Robôs:
entre o imaginário ficcional e a pesquisa rigorosa
Lucia
Santaella
O
termo robô foi batizado pelo escritor checo Kerel Capek, em um conto
de nome “Opilec”, datado de 1917. O termo vem, portanto, do checo,
robota, significando trabalho obrigatório ou servidão.
No conto de Capek, o robô aparece como um humanóide maquínico,
artificial, que foi criado em grande número como fonte para o trabalho
barato. Um robô desse tipo aparece em um famoso conto, "O homem
invisível", do escritor de contos policiais, o inglês G.

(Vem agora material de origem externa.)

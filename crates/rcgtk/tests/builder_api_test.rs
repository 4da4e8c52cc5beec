//! Integration tests for the Converter API
//!
//! These tests drive whole conversions through the public API.

use rcgtk::{
    Converter, RcgtkError,
    config::{AppConfig, DialogConfig, GridRatios},
    overrides::OverrideRules,
    symbol::SymbolTable,
};
use rcgtk_parser::ErrorCode;

const SCRIPT: &str = r#"
IDD_ABOUTBOX DIALOGEX 0, 0, 313, 198
CAPTION "About Rufus"
BEGIN
    DEFPUSHBUTTON   "OK",IDOK,261,175,50,14,WS_GROUP
END

IDD_DIALOG DIALOGEX 12, 12, 232, 326
STYLE DS_SETFONT | WS_POPUP | WS_CAPTION
CAPTION "Rufus 3.22"
BEGIN
    LTEXT           "Device",IDS_DEVICE_TXT,8,6,22,8
    COMBOBOX        IDC_DEVICE,8,30,196,10,CBS_DROPDOWNLIST | WS_VSCROLL
    CONTROL         "Quick format",IDC_QUICK_FORMAT,"Button",
                    BS_AUTOCHECKBOX | WS_TABSTOP,8,97,110,10
    CONTROL         "",IDC_STATIC,"Static",SS_ETCHEDHORZ,8,120,216,1
    PUSHBUTTON      "Hidden",IDC_HIDDEN,8,130,20,10,NOT WS_VISIBLE | WS_TABSTOP
    EDITTEXT        IDC_LABEL,8,140,216,12
END

// Generated from the TEXTINCLUDE 3 resource.
IDR_FD_COMMAND_COM      RCDATA                  "../res/freedos/COMMAND.COM"
"#;

fn symbols() -> SymbolTable {
    [
        ("IDS_DEVICE_TXT", "2001"),
        ("IDC_DEVICE", "1001"),
        ("IDC_QUICK_FORMAT", "1002"),
        ("IDC_HIDDEN", "1003"),
        ("IDC_LABEL", "1004"),
        ("IDC_STATIC", "-1"),
    ]
    .into_iter()
    .collect()
}

fn rufus_config() -> AppConfig {
    AppConfig::default().with_dialog(
        DialogConfig::default()
            .with_id("IDD_DIALOG")
            .with_anchor("CAPTION \"Rufus"),
    )
}

/// Splits a document into its grid children.
fn children(document: &str) -> Vec<String> {
    document
        .split("        <child>")
        .skip(1)
        .map(str::to_string)
        .collect()
}

#[test]
fn test_converter_default() {
    let _converter = Converter::default();
}

#[test]
fn test_convert_second_dialog() {
    let converter = Converter::new(rufus_config()).with_symbols(symbols());

    let conversion = converter.convert(SCRIPT).expect("Failed to convert");
    let document = conversion.document();

    assert!(document.starts_with("<?xml version=\"1.0\" encoding=\"UTF-8\"?>"));
    assert!(document.contains("<requires lib=\"gtk\" version=\"4.0\"/>"));
    assert!(document.contains("<property name=\"title\">Rufus 3.22</property>"));
    assert!(!document.contains("IDOK"), "first dialog must not leak in");

    let label = document.find("id=\"ID_2001\"").expect("label");
    let combo = document.find("id=\"ID_1001\"").expect("combo box");
    let check = document.find("id=\"ID_1002\"").expect("checkbox");
    let edit = document.find("id=\"ID_1004\"").expect("edit field");
    assert!(label < combo && combo < check && check < edit);
}

#[test]
fn test_control_button_with_checkbox_style() {
    let converter = Converter::new(rufus_config()).with_symbols(symbols());

    let document = converter.convert(SCRIPT).expect("Failed to convert").into_document();

    assert!(document.contains("<object class=\"GtkCheckButton\" id=\"ID_1002\">"));
    assert!(!document.contains("<object class=\"GtkButton\" id=\"ID_1002\">"));
}

#[test]
fn test_visibility() {
    let converter = Converter::new(rufus_config()).with_symbols(symbols());

    let document = converter.convert(SCRIPT).expect("Failed to convert").into_document();
    let children = children(&document);

    let label = children.iter().find(|c| c.contains("ID_2001")).expect("label");
    assert!(label.contains("<property name=\"visible\">True</property>"));

    let hidden = children.iter().find(|c| c.contains("ID_1003")).expect("button");
    assert!(hidden.contains("<property name=\"visible\">False</property>"));
}

#[test]
fn test_unsupported_static_control_does_not_abort() {
    let converter = Converter::new(rufus_config()).with_symbols(symbols());

    let conversion = converter.convert(SCRIPT).expect("Failed to convert");

    assert!(
        conversion
            .document()
            .contains("<!-- UNSUPPORTED CONTROL STYLE OF 'Static' -->")
    );
    let codes: Vec<_> = conversion.warnings().iter().filter_map(|w| w.code()).collect();
    assert_eq!(codes, [ErrorCode::W002]);
    assert!(conversion.document().contains("ID_1004"), "later elements still translated");
}

#[test]
fn test_unresolved_identifiers_are_warnings() {
    let converter = Converter::new(rufus_config());

    let conversion = converter.convert(SCRIPT).expect("Failed to convert");

    assert!(conversion.document().contains("id=\"IDC_DEVICE\""));
    let unresolved = conversion
        .warnings()
        .iter()
        .filter(|w| w.code() == Some(ErrorCode::W001))
        .count();
    assert_eq!(unresolved, 5);
}

#[test]
fn test_without_anchor_uses_last_dialog() {
    let converter = Converter::default().with_symbols(symbols());

    let dialog = converter.parse_dialog(SCRIPT).expect("Failed to parse");

    assert_eq!(dialog.id(), "IDD_DIALOG");
}

#[test]
fn test_dialog_id_without_anchor() {
    let config = AppConfig::default().with_dialog(DialogConfig::default().with_id("IDD_ABOUTBOX"));
    let converter = Converter::new(config);

    let dialog = converter.parse_dialog(SCRIPT).expect("Failed to parse");

    assert_eq!(dialog.caption(), Some("About Rufus"));
}

#[test]
fn test_missing_anchor_is_parse_error() {
    let config = AppConfig::default().with_dialog(DialogConfig::default().with_anchor("CAPTION \"Nope"));

    let err = Converter::new(config).convert(SCRIPT).unwrap_err();

    match err {
        RcgtkError::Parse { err, src } => {
            assert_eq!(err.diagnostics()[0].code(), Some(ErrorCode::E111));
            assert_eq!(src, SCRIPT);
        }
        other => panic!("Expected a parse error, got {other:?}"),
    }
}

#[test]
fn test_schema_errors_are_fatal() {
    let source = "IDD_X DIALOG 0,0,1,1\nBEGIN\n LTEXT \"A\",IDC_A,1\n EDITTEXT IDC_B,x,1,1,1\nEND\n";

    let err = Converter::default().convert(source).unwrap_err();

    let RcgtkError::Parse { err, .. } = err else {
        panic!("Expected a parse error");
    };
    let codes: Vec<_> = err.diagnostics().iter().filter_map(|d| d.code()).collect();
    assert!(codes.contains(&ErrorCode::E102));
    assert!(codes.contains(&ErrorCode::E103));
}

#[test]
fn test_invalid_grid_ratio() {
    let config: AppConfig = toml::from_str("[grid]\nrow_ratio = 0\n").expect("valid toml");

    let err = Converter::new(config).convert(SCRIPT).unwrap_err();

    assert!(matches!(err, RcgtkError::Config(_)));
}

#[test]
fn test_custom_grid_ratios() {
    let config: AppConfig =
        toml::from_str("[grid]\ncolumn_ratio = 1\nrow_ratio = 1\nrow_compression = 1\n")
            .expect("valid toml");
    assert_eq!(config.grid(), GridRatios { column_ratio: 1.0, row_ratio: 1.0, row_compression: 1.0 });
    let converter = Converter::new(config.with_dialog(rufus_config().dialog().clone()))
        .with_symbols(symbols());

    let document = converter.convert(SCRIPT).expect("Failed to convert").into_document();
    let children = children(&document);
    let edit = children.iter().find(|c| c.contains("ID_1004")).expect("edit field");

    assert!(edit.contains("<property name=\"column-span\">216</property>"));
    assert!(edit.contains("<property name=\"row-span\">12</property>"));
}

#[test]
fn test_combo_box_height_rule() {
    let source = "IDD_X DIALOG 0,0,100,100\nBEGIN\n COMBOBOX IDC_DEVICE,8,30,196,400,CBS_DROPDOWNLIST\nEND\n";
    let row_span = |converter: Converter| {
        let document = converter.convert(source).expect("Failed to convert").into_document();
        let start = document.find("name=\"row-span\">").expect("row-span") + "name=\"row-span\">".len();
        let end = start + document[start..].find('<').expect("closing tag");
        document[start..end].to_string()
    };

    let with_rules = row_span(Converter::default().with_symbols(symbols()));
    let without_rules = row_span(
        Converter::default()
            .with_symbols(symbols())
            .with_rules(OverrideRules::new()),
    );

    assert_eq!(with_rules, "1");
    assert_eq!(without_rules, "2");
}

#[test]
fn test_negative_coordinates_are_clamped() {
    let source = "IDD_X DIALOG 0,0,1,1\nBEGIN\n LTEXT \"A\",IDC_A,-4,2,30,8\nEND\n";

    let conversion = Converter::default().convert(source).expect("Failed to convert");
    let document = conversion.document();

    assert!(document.contains("<property name=\"column\">0</property>"));
    assert!(document.contains("<property name=\"column-span\">4</property>"));
    assert!(
        conversion
            .warnings()
            .iter()
            .all(|w| w.code() == Some(ErrorCode::W001))
    );
}

#[test]
fn test_render_manifest() {
    let manifest = Converter::default()
        .render_manifest(SCRIPT)
        .expect("Failed to render manifest");

    assert!(manifest.contains("<file alias=\"IDR_FD_COMMAND_COM\">freedos/COMMAND.COM</file>"));
}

K. Chesterton (1874-1936). Esse conto faz parte da série sobre o personagem
Padre Brown, um insólito detetive inspirado no célebre detetive
Dupin, criado pelo escritor norte americano Edgar Allan Poe (1809-1849).
Desde
os escritos dos filósofos gregos, a nossa imaginação
tem sido povoada pela idéia de máquinas insensíveis,
capazes de realizar trabalhos braçais, liberando a energia humana para
atividades mais cerebrais, criativas e prazerosas. Com o advento do cinema
e principalmente com o desenvolvimento recente das tecnologias dos efeitos
especiais, surgiu o meio privilegiado para a exploração e encenação
ficcional dos robôs, máquinas feitas à imagem e semelhança
do humano às quais falta a alma, o sentimento, as emoções,
a consciência, enfim, às quais falta o livre-arbítrio.
O
imaginário humano com respeito às máquinas é sempre
muito contraditório, cheio de resistências e de medos. Esses
medos aumentam quando, ainda por cima, a máquina teima em se parecer
com o humano. Nossas resistências psíquicas contra as máquinas
têm fundamento. O humano pode experienciar muitos afetos, inclusive
compaixão e piedade; máquinas não sentem nada. Elas funcionam
dentro de limites estreitamente definidos e, quanto mais padronizados, mais
esses limites se tornam rígidos. Os organismos, ao contrário,
são mais abertos às potencialidades. A vida é experiência,
o que significa improvisação, é tentativa em todos os
sentidos. Máquinas são compostas de partes. Elas são
armadas e desarmadas. Elas estão abertas a modificações
ou reconstruções. Para o ser humano, a idéia de ganhar
novas partes é apenas uma pouco menos horrível do que perder
partes. A máquina tanto perde quanto adquire novas partes com a maior
facilidade. A perspectiva humana parece insistir sobre a integridade orgânica
como a única norma possível.
Tendo
isso em vista, não é de se estranhar que a temática ficcional
literária ou cinematográfica sempre gire em torno dos mesmos
medos e resistências do humano em relação às máquinas.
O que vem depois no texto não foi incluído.